#### [Work required]
Pick each line containing the word "filename" out of the data below.

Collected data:
+ + + + +

/// A struct representing the intrinsic parameters of a pinhole camera.
///
/// Immutable for the lifetime of a sensor session; refreshed once per
/// camera connect and freely shared across threads.
#[derive(Debug, Clone, Copy, PartialEq)]
pub struct PinholeCameraIntrinsic {
    /// The focal length in pixels (fx, fy)
    pub focal_length: (f32, f32),
    /// The principal point in pixels (cx, cy)
    pub principal_point: (f32, f32),
    /// The image dimensions (width, height)
    pub image_size: (u32, u32),
}

impl PinholeCameraIntrinsic {
    /// Creates a new PinholeCameraIntrinsic with the given parameters.
    pub fn new(
        focal_length: (f32, f32),
        principal_point: (f32, f32),
        image_size: (u32, u32),
    ) -> Self {
        Self {
            focal_length,
            principal_point,
            image_size,
        }
    }

    /// Project a camera-space point onto the image plane.
    ///
    /// Returns the continuous pixel coordinate `x = fx * X / Z + cx`,
    /// `y = fy * Y / Z + cy`, or `None` when `Z <= 0` (behind or on the
    /// optical center, where the projection is undefined).
    pub fn project(&self, point: &[f32; 3]) -> Option<(f32, f32)> {
        let [x, y, z] = *point;
        if z <= 0.0 {
            return None;
        }
        let (fx, fy) = self.focal_length;
        let (cx, cy) = self.principal_point;
        Some((fx * (x / z) + cx, fy * (y / z) + cy))
    }

    /// Back-project a pixel coordinate with a depth value to camera space.
    ///
    /// Inverse pinhole relations `X = (x - cx) / fx * Z`,
    /// `Y = (y - cy) / fy * Z`.
    pub fn unproject(&self, x: f32, y: f32, z: f32) -> [f32; 3] {
        let (fx, fy) = self.focal_length;
        let (cx, cy) = self.principal_point;
        [(x - cx) / fx * z, (y - cy) / fy * z, z]
    }

    /// Whether a pixel coordinate lies inside the camera's native image.
    #[inline]
    pub fn contains(&self, x: i64, y: i64) -> bool {
        x >= 0 && x < self.image_size.0 as i64 && y >= 0 && y < self.image_size.1 as i64
    }

    /// Return the intrinsics scaled by a uniform factor.
    ///
    /// Focal lengths, principal point and dimensions all scale linearly with
    /// the image resolution.
    pub fn scaled(&self, factor: f32) -> Self {
        Self {
            focal_length: (self.focal_length.0 * factor, self.focal_length.1 * factor),
            principal_point: (
                self.principal_point.0 * factor,
                self.principal_point.1 * factor,
            ),
            image_size: (
                (self.image_size.0 as f32 * factor) as u32,
                (self.image_size.1 as f32 * factor) as u32,
            ),
        }
    }
}

#[cfg(test)]
mod tests {
    use super::*;
    use approx::assert_relative_eq;

    fn intrinsics() -> PinholeCameraIntrinsic {
        PinholeCameraIntrinsic::new((240.0, 240.0), (160.0, 90.0), (320, 180))
    }

    #[test]
    fn test_project() {
        let cam = intrinsics();
        let (x, y) = cam.project(&[0.5, 0.25, 1.0]).unwrap();
        assert_relative_eq!(x, 280.0);
        assert_relative_eq!(y, 150.0);
    }

    #[test]
    fn test_project_non_positive_z() {
        let cam = intrinsics();
        assert!(cam.project(&[0.1, 0.1, 0.0]).is_none());
        assert!(cam.project(&[0.1, 0.1, -1.0]).is_none());
    }

    #[test]
    fn test_project_unproject_roundtrip() {
        let cam = intrinsics();
        let point = [0.3, -0.2, 2.5];
        let (x, y) = cam.project(&point).unwrap();
        let back = cam.unproject(x, y, point[2]);
        for k in 0..3 {
            assert_relative_eq!(back[k], point[k], epsilon = 1e-5);
        }
    }

    #[test]
    fn test_contains() {
        let cam = intrinsics();
        assert!(cam.contains(0, 0));
        assert!(cam.contains(319, 179));
        assert!(!cam.contains(320, 0));
        assert!(!cam.contains(0, 180));
        assert!(!cam.contains(-1, 0));
    }

    #[test]
    fn test_scaled() {
        let cam = intrinsics().scaled(2.0);
        assert_relative_eq!(cam.focal_length.0, 480.0);
        assert_relative_eq!(cam.principal_point.1, 180.0);
        assert_eq!(cam.image_size, (640, 360));
    }
}
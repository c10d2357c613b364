//! Back-projection of a filtered depth image into a 3D vertex buffer.

use arfusion_image::Image;

use crate::camera::PinholeCameraIntrinsic;
use crate::rasterize::dequantize_depth;

/// Anisotropic correction scale on X.
///
/// Calibration fudge factor compensating residual misalignment between the
/// depth and color optical axes, found empirically; not a physical law.
pub const DEPTH_CORRECTION_X: f32 = 0.9;

/// Anisotropic correction scale on Y. See [`DEPTH_CORRECTION_X`].
pub const DEPTH_CORRECTION_Y: f32 = 1.2;

/// Back-project a quantized depth image into a flat vertex buffer.
///
/// Every pixel is dequantized and back-projected through the inverse pinhole
/// relations, the anisotropic correction applied, and the resulting (X, Y, Z)
/// appended as a flattened triple. The buffer is fully replaced; its final
/// length is exactly `width * height * 3`. Pixels with zero depth are emitted
/// as degenerate points at the origin ray, matching the renderer's
/// expectation of a full grid.
///
/// # Arguments
///
/// * `depth` - The depth image at the output resolution.
/// * `intrinsics` - Depth camera intrinsics already scaled by the ratio of
///   output to native resolution.
/// * `out` - The vertex buffer to replace.
pub fn reconstruct_pointcloud(
    depth: &Image<u8, 1>,
    intrinsics: &PinholeCameraIntrinsic,
    out: &mut Vec<f32>,
) {
    out.clear();
    out.reserve(depth.cols() * depth.rows() * 3);

    let data = depth.as_slice();
    for y in 0..depth.rows() {
        for x in 0..depth.cols() {
            let z = dequantize_depth(data[y * depth.cols() + x]);
            let [px, py, pz] = intrinsics.unproject(x as f32, y as f32, z);
            out.push(px * DEPTH_CORRECTION_X);
            out.push(py * DEPTH_CORRECTION_Y);
            out.push(pz);
        }
    }
}
#![deny(missing_docs)]
#![doc = env!("CARGO_PKG_DESCRIPTION")]

/// Error types for image containers.
mod error;
pub use error::ImageError;

/// Image container and pixel traits.
mod image;
pub use image::{Image, ImageDtype, ImageSize};

/// Plane conversion operations.
pub mod ops;
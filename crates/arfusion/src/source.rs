//! Sensor service abstraction and frame types.
//!
//! The hardware SDK delivers depth batches and color frames through
//! callbacks and answers pose and intrinsics queries. The pipeline consumes
//! it through the [`SensorService`] capability trait so the whole stack can
//! run against synthetic sources in tests.

use arfusion_3d::camera::PinholeCameraIntrinsic;
use arfusion_3d::pose::{CoordinateFrame, PoseSample};

use crate::error::PipelineError;

/// The physical cameras a sensor service exposes.
#[derive(Clone, Copy, Debug, PartialEq, Eq)]
pub enum CameraKind {
    /// The color camera.
    Color,
    /// The depth camera.
    Depth,
}

/// Pixel format tag of a color frame.
#[derive(Clone, Copy, Debug, PartialEq, Eq)]
pub enum PixelFormat {
    /// YUV 4:2:0 semi-planar, interleaved chroma with V first (NV21 style).
    Yuv420Sp,
    /// Packed 32-bit RGBA.
    Rgba8888,
    /// Anything the pipeline does not understand.
    Unknown,
}

/// A borrowed color frame as delivered by the color callback.
///
/// Transient: the pipeline copies what it needs during the callback and the
/// buffer is not retained.
#[derive(Clone, Copy, Debug)]
pub struct ColorFrame<'a> {
    /// The raw pixel buffer.
    pub data: &'a [u8],
    /// Frame width in pixels.
    pub width: usize,
    /// Frame height in pixels.
    pub height: usize,
    /// Pixel format of `data`.
    pub format: PixelFormat,
    /// Acquisition timestamp, in seconds.
    pub timestamp: f64,
}

/// An opaque status or debug event emitted by the sensor service.
#[derive(Clone, Debug, Default, PartialEq)]
pub struct EventSample {
    /// Event timestamp, in seconds.
    pub timestamp: f64,
    /// Human readable event description.
    pub message: String,
}

/// Capability interface over the external sensor/tracking service.
///
/// Implementations must answer pose queries for arbitrary timestamps and
/// frame pairs, and report per-camera intrinsics. Query failures are
/// `Err`; a pose the tracker could not resolve is `Ok` with `valid == false`.
pub trait SensorService: Send + Sync {
    /// Query the pose relating `base` to `target` at a timestamp.
    fn pose_at(
        &self,
        timestamp: f64,
        base: CoordinateFrame,
        target: CoordinateFrame,
    ) -> Result<PoseSample, PipelineError>;

    /// Query the intrinsics of one of the physical cameras.
    fn camera_intrinsics(&self, camera: CameraKind)
        -> Result<PinholeCameraIntrinsic, PipelineError>;
}
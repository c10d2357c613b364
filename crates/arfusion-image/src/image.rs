use crate::error::ImageError;

/// Image size in pixels
///
/// A struct to represent the size of an image in pixels.
///
/// # Examples
///
/// ```
/// use arfusion_image::ImageSize;
///
/// let image_size = ImageSize {
///   width: 10,
///   height: 20,
/// };
///
/// assert_eq!(image_size.width, 10);
/// assert_eq!(image_size.height, 20);
/// ```
#[derive(Clone, Copy, Debug, PartialEq, Eq)]
pub struct ImageSize {
    /// Width of the image in pixels
    pub width: usize,
    /// Height of the image in pixels
    pub height: usize,
}

impl std::fmt::Display for ImageSize {
    fn fmt(&self, f: &mut std::fmt::Formatter) -> std::fmt::Result {
        write!(
            f,
            "ImageSize {{ width: {}, height: {} }}",
            self.width, self.height
        )
    }
}

impl From<[usize; 2]> for ImageSize {
    fn from(size: [usize; 2]) -> Self {
        ImageSize {
            width: size[0],
            height: size[1],
        }
    }
}

/// Trait for image data types.
///
/// Provides the float casts used by the resampling and filtering kernels.
pub trait ImageDtype: Copy + Default + Send + Sync {
    /// Convert a f32 value to the image data type.
    fn from_f32(x: f32) -> Self;
    /// Convert the image data type to f32.
    fn to_f32(&self) -> f32;
}

impl ImageDtype for f32 {
    fn from_f32(x: f32) -> Self {
        x
    }

    fn to_f32(&self) -> f32 {
        *self
    }
}

impl ImageDtype for u8 {
    fn from_f32(x: f32) -> Self {
        x.round().clamp(0.0, 255.0) as u8
    }

    fn to_f32(&self) -> f32 {
        *self as f32
    }
}

/// Represents an image with pixel data.
///
/// The pixel data is stored row-major with interleaved channels, i.e. with
/// shape (H, W, C).
#[derive(Clone, Debug, PartialEq)]
pub struct Image<T, const CHANNELS: usize> {
    size: ImageSize,
    data: Vec<T>,
}

impl<T, const CHANNELS: usize> Image<T, CHANNELS>
where
    T: ImageDtype,
{
    /// Create a new image from pixel data.
    ///
    /// # Arguments
    ///
    /// * `size` - The size of the image in pixels.
    /// * `data` - The pixel data of the image, length `H * W * C`.
    ///
    /// # Errors
    ///
    /// Returns an error if the data length does not match the image size.
    pub fn new(size: ImageSize, data: Vec<T>) -> Result<Self, ImageError> {
        let expected = size.width * size.height * CHANNELS;
        if data.len() != expected {
            return Err(ImageError::InvalidChannelShape(data.len(), expected));
        }
        Ok(Self { size, data })
    }

    /// Create a new image filled with a constant value.
    pub fn from_size_val(size: ImageSize, val: T) -> Self {
        Self {
            data: vec![val; size.width * size.height * CHANNELS],
            size,
        }
    }

    /// The size of the image in pixels.
    #[inline]
    pub fn size(&self) -> ImageSize {
        self.size
    }

    /// The width of the image in pixels.
    #[inline]
    pub fn width(&self) -> usize {
        self.size.width
    }

    /// The height of the image in pixels.
    #[inline]
    pub fn height(&self) -> usize {
        self.size.height
    }

    /// The number of columns of the image.
    #[inline]
    pub fn cols(&self) -> usize {
        self.size.width
    }

    /// The number of rows of the image.
    #[inline]
    pub fn rows(&self) -> usize {
        self.size.height
    }

    /// The number of channels of the image.
    #[inline]
    pub fn num_channels(&self) -> usize {
        CHANNELS
    }

    /// Get the pixel data as a flat slice.
    #[inline]
    pub fn as_slice(&self) -> &[T] {
        &self.data
    }

    /// Get the pixel data as a mutable flat slice.
    #[inline]
    pub fn as_slice_mut(&mut self) -> &mut [T] {
        &mut self.data
    }

    /// Fill the whole image with a constant value.
    pub fn fill(&mut self, val: T) {
        self.data.iter_mut().for_each(|x| *x = val);
    }

    /// Get the pixel values at the given coordinate.
    ///
    /// # Errors
    ///
    /// Returns an error if the coordinate is out of bounds.
    pub fn get_pixel(&self, x: usize, y: usize) -> Result<[T; CHANNELS], ImageError> {
        if x >= self.size.width || y >= self.size.height {
            return Err(ImageError::PixelOutOfBounds(
                x,
                y,
                self.size.width,
                self.size.height,
            ));
        }
        let idx = (y * self.size.width + x) * CHANNELS;
        let mut pixel = [T::default(); CHANNELS];
        pixel.copy_from_slice(&self.data[idx..idx + CHANNELS]);
        Ok(pixel)
    }

    /// Set the pixel values at the given coordinate.
    ///
    /// # Errors
    ///
    /// Returns an error if the coordinate is out of bounds.
    pub fn set_pixel(&mut self, x: usize, y: usize, pixel: [T; CHANNELS]) -> Result<(), ImageError> {
        if x >= self.size.width || y >= self.size.height {
            return Err(ImageError::PixelOutOfBounds(
                x,
                y,
                self.size.width,
                self.size.height,
            ));
        }
        let idx = (y * self.size.width + x) * CHANNELS;
        self.data[idx..idx + CHANNELS].copy_from_slice(&pixel);
        Ok(())
    }
}

#[cfg(test)]
mod tests {
    use super::*;

    #[test]
    fn test_image_size() {
        let size = ImageSize {
            width: 10,
            height: 20,
        };
        assert_eq!(size.width, 10);
        assert_eq!(size.height, 20);
    }

    #[test]
    fn test_image_new() -> Result<(), ImageError> {
        let image = Image::<u8, 3>::new(
            ImageSize {
                width: 2,
                height: 3,
            },
            vec![0u8; 2 * 3 * 3],
        )?;
        assert_eq!(image.width(), 2);
        assert_eq!(image.height(), 3);
        assert_eq!(image.num_channels(), 3);
        Ok(())
    }

    #[test]
    fn test_image_new_wrong_shape() {
        let image = Image::<u8, 1>::new(
            ImageSize {
                width: 2,
                height: 3,
            },
            vec![0u8; 5],
        );
        assert!(image.is_err());
    }

    #[test]
    fn test_get_set_pixel() -> Result<(), ImageError> {
        let mut image = Image::<u8, 1>::from_size_val(
            ImageSize {
                width: 4,
                height: 2,
            },
            0,
        );
        image.set_pixel(3, 1, [7])?;
        assert_eq!(image.get_pixel(3, 1)?, [7]);
        assert!(image.get_pixel(4, 0).is_err());
        assert!(image.set_pixel(0, 2, [1]).is_err());
        Ok(())
    }

    #[test]
    fn test_fill() {
        let mut image = Image::<u8, 1>::from_size_val(
            ImageSize {
                width: 2,
                height: 2,
            },
            0,
        );
        image.fill(255);
        assert!(image.as_slice().iter().all(|&x| x == 255));
    }
}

+ + + + +

#### [Written answer]
filename crates/arfusion/src/source.rs
filename crates/arfusion-image/src/image.rs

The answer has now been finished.